### Goal of the exercise
Determine which lines of the records include the word "tune", and copy them.

Stored items
+ + + + + + +

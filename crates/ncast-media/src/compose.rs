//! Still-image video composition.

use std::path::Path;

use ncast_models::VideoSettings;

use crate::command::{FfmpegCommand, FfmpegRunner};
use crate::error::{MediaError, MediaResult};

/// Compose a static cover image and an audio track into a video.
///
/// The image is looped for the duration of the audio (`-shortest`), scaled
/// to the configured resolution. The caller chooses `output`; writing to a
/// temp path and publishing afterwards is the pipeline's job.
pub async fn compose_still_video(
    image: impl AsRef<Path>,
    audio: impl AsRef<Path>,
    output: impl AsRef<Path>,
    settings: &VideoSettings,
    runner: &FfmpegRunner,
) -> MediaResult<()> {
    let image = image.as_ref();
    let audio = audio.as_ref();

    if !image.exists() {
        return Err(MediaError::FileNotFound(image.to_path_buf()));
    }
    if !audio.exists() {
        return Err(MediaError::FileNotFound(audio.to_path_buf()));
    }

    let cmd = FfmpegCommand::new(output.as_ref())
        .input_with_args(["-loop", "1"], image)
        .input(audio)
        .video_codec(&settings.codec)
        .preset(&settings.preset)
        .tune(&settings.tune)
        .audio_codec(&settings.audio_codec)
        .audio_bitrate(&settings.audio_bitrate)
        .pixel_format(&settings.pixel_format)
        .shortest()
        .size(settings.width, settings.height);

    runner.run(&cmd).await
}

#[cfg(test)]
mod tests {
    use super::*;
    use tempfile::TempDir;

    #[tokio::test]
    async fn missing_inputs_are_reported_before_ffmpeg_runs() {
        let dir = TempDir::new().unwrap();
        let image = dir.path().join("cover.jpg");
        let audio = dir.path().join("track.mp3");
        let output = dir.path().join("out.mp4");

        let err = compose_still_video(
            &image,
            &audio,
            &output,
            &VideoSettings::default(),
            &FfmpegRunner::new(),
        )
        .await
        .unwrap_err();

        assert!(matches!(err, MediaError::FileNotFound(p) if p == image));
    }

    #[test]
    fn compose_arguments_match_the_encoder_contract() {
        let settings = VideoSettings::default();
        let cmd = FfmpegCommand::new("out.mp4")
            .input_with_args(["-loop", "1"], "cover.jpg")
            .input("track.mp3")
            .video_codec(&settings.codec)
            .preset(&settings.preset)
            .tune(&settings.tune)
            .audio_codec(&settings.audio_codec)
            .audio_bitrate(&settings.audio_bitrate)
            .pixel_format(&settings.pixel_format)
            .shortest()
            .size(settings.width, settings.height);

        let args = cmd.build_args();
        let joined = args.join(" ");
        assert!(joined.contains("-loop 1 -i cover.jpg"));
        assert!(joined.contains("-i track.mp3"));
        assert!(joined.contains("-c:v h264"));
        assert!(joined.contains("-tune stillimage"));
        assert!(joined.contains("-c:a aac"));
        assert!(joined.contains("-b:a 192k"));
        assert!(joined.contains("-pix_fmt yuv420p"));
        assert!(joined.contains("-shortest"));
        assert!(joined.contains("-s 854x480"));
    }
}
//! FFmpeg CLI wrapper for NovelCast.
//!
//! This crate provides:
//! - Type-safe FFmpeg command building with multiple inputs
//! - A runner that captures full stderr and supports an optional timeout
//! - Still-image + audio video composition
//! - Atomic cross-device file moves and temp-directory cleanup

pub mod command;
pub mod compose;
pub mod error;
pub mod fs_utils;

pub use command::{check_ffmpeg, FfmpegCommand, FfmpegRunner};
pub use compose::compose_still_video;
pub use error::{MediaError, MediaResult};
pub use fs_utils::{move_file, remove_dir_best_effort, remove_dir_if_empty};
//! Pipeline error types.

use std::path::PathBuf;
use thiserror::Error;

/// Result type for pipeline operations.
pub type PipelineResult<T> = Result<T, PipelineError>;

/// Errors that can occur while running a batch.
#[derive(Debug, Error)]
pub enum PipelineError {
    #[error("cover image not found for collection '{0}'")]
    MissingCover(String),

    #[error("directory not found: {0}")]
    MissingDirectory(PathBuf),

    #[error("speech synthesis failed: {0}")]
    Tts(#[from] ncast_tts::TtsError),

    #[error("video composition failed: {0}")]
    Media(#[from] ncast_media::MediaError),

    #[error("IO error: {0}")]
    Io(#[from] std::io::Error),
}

+ + + + + + +

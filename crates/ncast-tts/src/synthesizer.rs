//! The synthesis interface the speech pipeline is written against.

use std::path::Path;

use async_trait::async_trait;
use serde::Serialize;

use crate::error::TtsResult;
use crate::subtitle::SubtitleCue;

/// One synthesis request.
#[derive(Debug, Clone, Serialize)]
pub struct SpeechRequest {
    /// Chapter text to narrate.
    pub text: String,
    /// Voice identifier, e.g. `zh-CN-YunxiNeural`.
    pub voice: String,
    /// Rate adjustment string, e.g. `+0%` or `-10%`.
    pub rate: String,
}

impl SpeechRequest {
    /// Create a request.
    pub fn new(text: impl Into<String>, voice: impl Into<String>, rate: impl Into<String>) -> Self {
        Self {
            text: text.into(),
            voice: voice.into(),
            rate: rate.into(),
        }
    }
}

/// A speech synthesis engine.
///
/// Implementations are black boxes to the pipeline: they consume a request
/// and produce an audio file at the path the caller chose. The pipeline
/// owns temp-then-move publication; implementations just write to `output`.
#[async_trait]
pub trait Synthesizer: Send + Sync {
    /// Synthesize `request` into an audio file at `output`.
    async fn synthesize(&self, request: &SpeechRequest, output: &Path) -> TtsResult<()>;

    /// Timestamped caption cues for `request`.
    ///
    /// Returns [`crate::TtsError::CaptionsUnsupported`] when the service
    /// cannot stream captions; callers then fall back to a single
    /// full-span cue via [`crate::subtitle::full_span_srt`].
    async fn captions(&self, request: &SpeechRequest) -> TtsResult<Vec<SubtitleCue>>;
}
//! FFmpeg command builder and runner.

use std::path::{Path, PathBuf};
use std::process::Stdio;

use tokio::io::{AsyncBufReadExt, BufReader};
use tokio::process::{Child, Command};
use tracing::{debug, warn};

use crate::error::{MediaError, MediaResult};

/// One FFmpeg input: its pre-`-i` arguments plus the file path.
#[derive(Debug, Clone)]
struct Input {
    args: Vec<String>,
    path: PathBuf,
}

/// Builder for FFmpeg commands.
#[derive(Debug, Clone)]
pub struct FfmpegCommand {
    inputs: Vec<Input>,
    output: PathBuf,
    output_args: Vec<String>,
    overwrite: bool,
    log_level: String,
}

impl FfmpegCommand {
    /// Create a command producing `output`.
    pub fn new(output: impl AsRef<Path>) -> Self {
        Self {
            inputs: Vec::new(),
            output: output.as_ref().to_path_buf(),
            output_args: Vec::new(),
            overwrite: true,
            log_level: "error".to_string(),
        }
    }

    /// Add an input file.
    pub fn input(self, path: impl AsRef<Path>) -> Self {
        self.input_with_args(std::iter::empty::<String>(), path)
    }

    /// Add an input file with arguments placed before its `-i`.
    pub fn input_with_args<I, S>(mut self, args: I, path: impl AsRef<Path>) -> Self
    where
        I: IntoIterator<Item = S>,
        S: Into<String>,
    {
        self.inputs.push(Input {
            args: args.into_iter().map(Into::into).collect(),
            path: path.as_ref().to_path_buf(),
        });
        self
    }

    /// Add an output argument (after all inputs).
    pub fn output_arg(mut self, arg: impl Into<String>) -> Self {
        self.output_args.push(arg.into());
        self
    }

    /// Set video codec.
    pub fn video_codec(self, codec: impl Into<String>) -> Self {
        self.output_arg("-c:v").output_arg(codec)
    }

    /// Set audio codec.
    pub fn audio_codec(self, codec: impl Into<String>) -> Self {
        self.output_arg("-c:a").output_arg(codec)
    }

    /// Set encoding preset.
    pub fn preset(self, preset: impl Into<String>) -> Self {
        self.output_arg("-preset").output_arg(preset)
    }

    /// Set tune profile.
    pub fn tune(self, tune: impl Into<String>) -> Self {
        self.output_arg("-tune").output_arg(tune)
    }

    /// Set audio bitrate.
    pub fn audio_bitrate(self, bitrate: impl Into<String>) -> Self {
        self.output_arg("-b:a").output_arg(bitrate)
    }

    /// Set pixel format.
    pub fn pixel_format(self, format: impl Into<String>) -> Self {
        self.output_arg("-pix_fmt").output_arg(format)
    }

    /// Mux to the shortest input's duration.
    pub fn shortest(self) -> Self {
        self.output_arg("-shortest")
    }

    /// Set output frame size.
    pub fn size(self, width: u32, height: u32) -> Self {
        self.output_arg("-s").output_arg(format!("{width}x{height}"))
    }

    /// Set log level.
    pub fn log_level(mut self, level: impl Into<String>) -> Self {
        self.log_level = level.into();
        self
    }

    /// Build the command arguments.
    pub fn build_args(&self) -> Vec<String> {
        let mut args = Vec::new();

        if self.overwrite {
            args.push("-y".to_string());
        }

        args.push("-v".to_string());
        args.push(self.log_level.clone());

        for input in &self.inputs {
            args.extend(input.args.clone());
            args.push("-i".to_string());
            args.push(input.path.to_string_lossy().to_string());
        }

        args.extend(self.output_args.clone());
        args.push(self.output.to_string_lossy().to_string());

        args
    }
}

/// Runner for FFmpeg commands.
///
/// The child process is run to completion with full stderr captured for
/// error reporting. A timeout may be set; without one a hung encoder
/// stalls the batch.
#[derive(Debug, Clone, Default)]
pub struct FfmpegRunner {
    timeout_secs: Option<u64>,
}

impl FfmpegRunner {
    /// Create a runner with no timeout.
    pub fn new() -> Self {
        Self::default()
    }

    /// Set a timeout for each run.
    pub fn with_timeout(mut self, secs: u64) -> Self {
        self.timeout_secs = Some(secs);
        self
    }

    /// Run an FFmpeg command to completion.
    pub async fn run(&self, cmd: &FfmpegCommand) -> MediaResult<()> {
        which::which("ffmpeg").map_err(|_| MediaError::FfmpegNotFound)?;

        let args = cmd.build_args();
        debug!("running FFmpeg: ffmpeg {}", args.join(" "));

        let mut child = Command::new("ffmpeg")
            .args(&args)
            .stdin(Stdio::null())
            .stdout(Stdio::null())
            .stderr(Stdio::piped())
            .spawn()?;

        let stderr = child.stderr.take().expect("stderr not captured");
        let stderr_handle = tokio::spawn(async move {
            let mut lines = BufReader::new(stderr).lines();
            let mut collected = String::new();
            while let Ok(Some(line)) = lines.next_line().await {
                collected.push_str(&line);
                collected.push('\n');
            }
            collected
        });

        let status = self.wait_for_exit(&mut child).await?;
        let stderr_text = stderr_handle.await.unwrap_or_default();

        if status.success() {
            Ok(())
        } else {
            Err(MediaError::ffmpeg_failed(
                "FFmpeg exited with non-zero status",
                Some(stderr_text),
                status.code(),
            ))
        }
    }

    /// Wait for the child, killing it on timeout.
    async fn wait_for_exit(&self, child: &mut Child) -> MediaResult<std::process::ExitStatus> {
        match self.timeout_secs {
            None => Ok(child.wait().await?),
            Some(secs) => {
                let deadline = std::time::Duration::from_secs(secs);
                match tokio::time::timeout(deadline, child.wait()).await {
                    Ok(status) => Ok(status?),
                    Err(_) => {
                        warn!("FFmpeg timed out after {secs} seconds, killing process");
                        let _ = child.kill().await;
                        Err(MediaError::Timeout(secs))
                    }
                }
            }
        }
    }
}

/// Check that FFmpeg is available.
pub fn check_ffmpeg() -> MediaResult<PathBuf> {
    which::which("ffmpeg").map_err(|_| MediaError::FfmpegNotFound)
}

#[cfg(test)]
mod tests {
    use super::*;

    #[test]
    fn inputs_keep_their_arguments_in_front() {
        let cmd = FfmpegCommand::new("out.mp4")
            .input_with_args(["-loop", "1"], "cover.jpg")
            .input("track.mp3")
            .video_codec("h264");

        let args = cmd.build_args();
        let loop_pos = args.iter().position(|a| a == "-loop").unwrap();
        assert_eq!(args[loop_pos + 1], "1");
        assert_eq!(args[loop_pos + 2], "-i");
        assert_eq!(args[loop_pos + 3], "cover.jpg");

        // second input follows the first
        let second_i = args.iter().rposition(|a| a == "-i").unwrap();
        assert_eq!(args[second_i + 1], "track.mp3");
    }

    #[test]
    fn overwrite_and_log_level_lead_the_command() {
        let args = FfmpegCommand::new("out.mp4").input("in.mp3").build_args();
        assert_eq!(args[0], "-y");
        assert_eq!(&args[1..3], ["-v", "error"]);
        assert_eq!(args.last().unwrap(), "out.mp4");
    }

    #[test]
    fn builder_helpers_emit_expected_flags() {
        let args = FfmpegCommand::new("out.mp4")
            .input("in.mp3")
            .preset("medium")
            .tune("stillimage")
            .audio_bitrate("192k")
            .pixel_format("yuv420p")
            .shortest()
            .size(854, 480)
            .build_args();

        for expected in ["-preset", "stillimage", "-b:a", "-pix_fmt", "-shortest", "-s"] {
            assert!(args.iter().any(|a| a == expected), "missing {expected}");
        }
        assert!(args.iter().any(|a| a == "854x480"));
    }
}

+ + + + + + +

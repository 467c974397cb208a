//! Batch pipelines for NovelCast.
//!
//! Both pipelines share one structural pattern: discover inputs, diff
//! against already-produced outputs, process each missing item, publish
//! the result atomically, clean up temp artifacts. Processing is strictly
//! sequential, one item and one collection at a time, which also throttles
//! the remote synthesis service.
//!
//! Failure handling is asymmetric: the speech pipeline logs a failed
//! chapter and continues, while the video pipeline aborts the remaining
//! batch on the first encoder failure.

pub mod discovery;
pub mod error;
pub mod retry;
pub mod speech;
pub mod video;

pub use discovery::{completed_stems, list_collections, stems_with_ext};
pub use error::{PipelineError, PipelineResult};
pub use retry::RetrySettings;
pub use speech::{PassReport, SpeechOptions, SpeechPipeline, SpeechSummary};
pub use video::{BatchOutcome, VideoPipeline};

+ + + + + + +

### Exercise solution
        .tune(&settings.tune)
            .tune(&settings.tune)
        assert!(joined.contains("-tune stillimage"));
    /// Set tune profile.
    pub fn tune(self, tune: impl Into<String>) -> Self {
        self.output_arg("-tune").output_arg(tune)
            .tune("stillimage")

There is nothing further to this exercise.